Many of us travel to Thailand because we love Thai food. Some people travel for different reasons, particularly the beautiful beaches in Southern Thailand. On some streets, you wonder what country you are in.
One of the most beautiful regions of Thailand is the province of Krabi, particularly along the coast. It is filled with the beauty of lush greenery and limestone karsts. In the early years, Kasma would take her trips to stay at Ao Nang Bay. At the start there was only one place to stay on the entire bay; gradually, as people discovered the area, it became more and more built up until, now, it resembles some of the more crowded areas of Phuket.
(Click images to see larger version.)
This last year we visited Ao Nang again to catch a longtail boat out to do some snorkeling. I had to take a picture of the stretch of street pictured to the left. One right after another you see: 1) La Luna, an Italian restaurant with “Italian Management;” 2) Royal Tandoor Indian Food, serving “Indian food” & “Royal Thai Food,” and; 3) Beccofino – “Ristorante Italiano & Thai Cuisine.” If you click on the picture to the above left , you’ll see a larger version that reveals the signs more completely.
Actually, I learned something from the sign at Royal Tandoor Indian Food. They display a selection of their Royal Thai Food in the picture to the right. I had never known before that “Wiener Chicken” was a Thai dish. It’s in the lower left corner: click on the picture to see a larger version and also to see (to the right) “CHK-NUGGETS” (presumably “Chicken Nuggets”). Kasma has never prepared either of these dishes. I’d be a bit surprised if they appear very often on the menu at the Royal Palace. I have my doubts about the onion rings as well.
Of course, these restaurants reflect the economic law of supply and demand: if there weren’t enough people visiting the area who wanted to eat Italian food or Pizza and Indian food, they would not exist. Along Ao Nang most of the people you see are fahrang – Caucasian. I suspect that the vast majority are Europeans. Apparently, after awhile they long to eat the cuisine of their home rather than yet another Thai meal. A few doors down from these three restaurants is a Sushi Bar and Grill. For much of the street it’s hard to find a restaurant that serves only Thai food.
And dishes such as Wiener Chicken and CHK-NUGGETS have sprung up to fulfill a need. Apparently someone orders them. I think part of it may be the Thai restaurant owners desire to please their customers: in fact, this friendly impulse can sometimes short-circuit a well-meaning fahrang’s attempt to get authentic Thai food. In many instances when a restaurant has served authentic, full-flavored Thai food, their fahrang customers were unable to eat it. So often, and probably more often in the tourist areas such as this one, they try to make food the way they think fahrangs want it. I think of it as dumbed-down Thai food.
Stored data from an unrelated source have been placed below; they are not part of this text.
//! HTTP implementation of [`FhirClient`] on top of reqwest

use crate::client::FhirClient;
use crate::error::{Error, Result};
use crate::models::{Bundle, SearchParams};
use async_trait::async_trait;
use reqwest::header::{HeaderMap, HeaderValue, ACCEPT, CONTENT_TYPE, LOCATION};
use reqwest::{Client, RequestBuilder, Response, StatusCode};
use serde::de::DeserializeOwned;
use serde_json::Value;
use std::time::Duration;

const FHIR_JSON: &str = "application/fhir+json";
const DEFAULT_TIMEOUT_SECS: u64 = 30;

/// Connection options for [`RestClient`].
#[derive(Debug, Clone)]
pub struct RestClientOptions {
    pub timeout: Duration,
    /// Sent as `Authorization: Bearer <token>` when set.
    pub bearer_token: Option<String>,
}

impl Default for RestClientOptions {
    fn default() -> Self {
        Self {
            timeout: Duration::from_secs(DEFAULT_TIMEOUT_SECS),
            bearer_token: None,
        }
    }
}

/// FHIR REST client speaking JSON to a single endpoint.
#[derive(Debug, Clone)]
pub struct RestClient {
    client: Client,
    base_url: String,
    bearer_token: Option<String>,
}

impl RestClient {
    /// Create a client with default options.
    pub fn new(base_url: impl Into<String>) -> Result<Self> {
        Self::with_options(base_url, RestClientOptions::default())
    }

    pub fn with_options(base_url: impl Into<String>, options: RestClientOptions) -> Result<Self> {
        let base_url = normalize_base_url(&base_url.into())?;

        let mut headers = HeaderMap::new();
        headers.insert(ACCEPT, HeaderValue::from_static(FHIR_JSON));

        let client = Client::builder()
            .timeout(options.timeout)
            .default_headers(headers)
            .build()?;

        Ok(Self {
            client,
            base_url,
            bearer_token: options.bearer_token,
        })
    }

    /// `[base]/[type]` or `[base]/[type]/[id]`.
    pub fn resource_url(&self, resource_type: &str, id: Option<&str>) -> Result<String> {
        validate_segment("resource type", resource_type)?;
        match id {
            Some(id) => {
                validate_segment("resource id", id)?;
                Ok(format!("{}/{}/{}", self.base_url, resource_type, id))
            }
            None => Ok(format!("{}/{}", self.base_url, resource_type)),
        }
    }

    /// `[base]/[type]?query`
    pub fn search_url(&self, resource_type: &str, params: &SearchParams) -> Result<String> {
        let mut url = self.resource_url(resource_type, None)?;
        if !params.is_empty() {
            url.push('?');
            url.push_str(&params.to_query_string());
        }
        Ok(url)
    }

    /// Resolve a server-supplied URL (paging link, `Location` header) against
    /// the base URL. Absolute URLs outside the base are refused so the bearer
    /// token never leaves this endpoint.
    pub fn resolve_url(&self, url: &str) -> Result<String> {
        let url = url.trim();
        if url.is_empty() || url.starts_with("//") {
            return Err(Error::InvalidUrl(format!("unusable server link: {:?}", url)));
        }

        if url.starts_with("http://") || url.starts_with("https://") {
            let inside = url
                .strip_prefix(self.base_url.as_str())
                .is_some_and(|rest| rest.is_empty() || rest.starts_with(['/', '?']));
            if !inside {
                return Err(Error::InvalidUrl(format!(
                    "link points outside {}: {}",
                    self.base_url, url
                )));
            }
            return Ok(url.to_string());
        }

        if url.starts_with('/') {
            return Ok(format!("{}{}", origin(&self.base_url), url));
        }
        Ok(format!("{}/{}", self.base_url, url))
    }

    fn authorize(&self, request: RequestBuilder) -> RequestBuilder {
        match &self.bearer_token {
            Some(token) => request.bearer_auth(token),
            None => request,
        }
    }

    async fn send_json<T: DeserializeOwned>(&self, request: RequestBuilder) -> Result<T> {
        let response = self.authorize(request).send().await?;
        let response = ensure_success(response).await?;
        Ok(response.json().await?)
    }

    /// Write a resource and return the server's representation. Servers that
    /// ignore `Prefer: return=representation` and answer with an empty body
    /// get a follow-up read of the `Location` header.
    async fn write(&self, request: RequestBuilder, body: &Value) -> Result<Value> {
        let request = request
            .header(CONTENT_TYPE, FHIR_JSON)
            .header("Prefer", "return=representation")
            .body(serde_json::to_vec(body)?);

        let response = self.authorize(request).send().await?;
        let response = ensure_success(response).await?;

        let location = response
            .headers()
            .get(LOCATION)
            .and_then(|v| v.to_str().ok())
            .map(str::to_string);
        let text = response.text().await?;

        if !text.trim().is_empty() {
            return Ok(serde_json::from_str(&text)?);
        }

        match location {
            Some(location) => {
                let location = self.resolve_url(&location).map_err(|err| {
                    Error::UnexpectedResponse(format!("unusable Location header: {}", err))
                })?;
                tracing::debug!(location = %location, "Empty write response, reading Location");
                self.send_json(self.client.get(&location)).await
            }
            None => Err(Error::UnexpectedResponse(
                "write returned neither a body nor a Location header".to_string(),
            )),
        }
    }
}

#[async_trait]
impl FhirClient for RestClient {
    fn base_url(&self) -> &str {
        &self.base_url
    }

    async fn read(&self, resource_type: &str, id: &str) -> Result<Option<Value>> {
        let url = self.resource_url(resource_type, Some(id))?;
        tracing::debug!(url = %url, "FHIR read");

        let response = self.authorize(self.client.get(&url)).send().await?;
        if matches!(response.status(), StatusCode::NOT_FOUND | StatusCode::GONE) {
            return Ok(None);
        }

        let response = ensure_success(response).await?;
        Ok(Some(response.json().await?))
    }

    async fn create(&self, resource_type: &str, resource: &Value) -> Result<Value> {
        let url = self.resource_url(resource_type, None)?;
        tracing::debug!(url = %url, "FHIR create");
        self.write(self.client.post(&url), resource).await
    }

    async fn update(&self, resource_type: &str, id: &str, resource: &Value) -> Result<Value> {
        let url = self.resource_url(resource_type, Some(id))?;
        tracing::debug!(url = %url, "FHIR update");
        self.write(self.client.put(&url), resource).await
    }

    async fn delete(&self, resource_type: &str, id: &str) -> Result<()> {
        let url = self.resource_url(resource_type, Some(id))?;
        tracing::debug!(url = %url, "FHIR delete");

        let response = self.authorize(self.client.delete(&url)).send().await?;
        ensure_success(response).await?;
        Ok(())
    }

    async fn search(&self, resource_type: &str, params: &SearchParams) -> Result<Bundle> {
        let url = self.search_url(resource_type, params)?;
        tracing::debug!(url = %url, "FHIR search");
        self.send_json(self.client.get(&url)).await
    }

    async fn fetch_page(&self, url: &str) -> Result<Bundle> {
        let url = self.resolve_url(url)?;
        tracing::debug!(url = %url, "FHIR page");
        self.send_json(self.client.get(&url)).await
    }
}

fn normalize_base_url(raw: &str) -> Result<String> {
    let trimmed = raw.trim().trim_end_matches('/');
    let host = trimmed
        .strip_prefix("https://")
        .or_else(|| trimmed.strip_prefix("http://"))
        .ok_or_else(|| {
            Error::InvalidUrl(format!("base URL must be absolute http(s): {}", raw))
        })?;
    if host.is_empty() {
        return Err(Error::InvalidUrl(format!("base URL has no host: {}", raw)));
    }
    Ok(trimmed.to_string())
}

/// `scheme://authority` of a normalized base URL.
fn origin(base_url: &str) -> &str {
    let authority_start = base_url.find("://").map_or(0, |i| i + 3);
    match base_url[authority_start..].find('/') {
        Some(i) => &base_url[..authority_start + i],
        None => base_url,
    }
}

fn validate_segment(what: &str, segment: &str) -> Result<()> {
    if segment.is_empty() || segment.contains(['/', '?', '#']) {
        return Err(Error::InvalidUrl(format!("invalid {}: {:?}", what, segment)));
    }
    Ok(())
}

/// Turn a non-2xx response into [`Error::Status`], preferring the
/// diagnostics of an OperationOutcome body over the raw text.
async fn ensure_success(response: Response) -> Result<Response> {
    let status = response.status();
    if status.is_success() {
        return Ok(response);
    }

    let body = response.text().await.unwrap_or_default();
    let message = outcome_message(&body).unwrap_or_else(|| {
        if body.trim().is_empty() {
            status
                .canonical_reason()
                .unwrap_or("request failed")
                .to_string()
        } else {
            body
        }
    });

    tracing::warn!(status = status.as_u16(), message = %message, "FHIR request failed");

    Err(Error::Status {
        status: status.as_u16(),
        message,
    })
}

fn outcome_message(body: &str) -> Option<String> {
    let outcome: Value = serde_json::from_str(body).ok()?;
    if outcome.get("resourceType")?.as_str()? != "OperationOutcome" {
        return None;
    }

    let messages: Vec<&str> = outcome
        .get("issue")?
        .as_array()?
        .iter()
        .filter_map(|issue| {
            issue
                .get("diagnostics")
                .or_else(|| issue.get("details").and_then(|d| d.get("text")))
                .and_then(Value::as_str)
        })
        .collect();

    if messages.is_empty() {
        None
    } else {
        Some(messages.join("; "))
    }
}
This modified-for-fahrang-food is one reason that some people come back thinking street food is the best Thai food in Thailand: street vendors are less likely to dumb the food down. Kasma’s opinion, and I agree with her, is that the very best Thai food is generally found in restaurants, if you know where to go and how to order. One of our favorites is Ruen Mai, found on the road between Ao Nang Bay and the town of Krabi.
As we continued walking down the street, we finally came to a restaurant we might consider, one with the sign “E-san Seafood.” “E-san” is an alternate spelling of Isan (or Isaan, or Isahn), the region of Northeastern Thailand. Although NE Thailand is land-locked, it is bound by the Mekong river along much of its boundary, so “seafood” is still an integral part of the food there. Since Isan food is generally spicy and tasty, this place might be worth a try.
Of course, as we turned the corner what do we see but a pizza restaurant next to another Indian restaurant.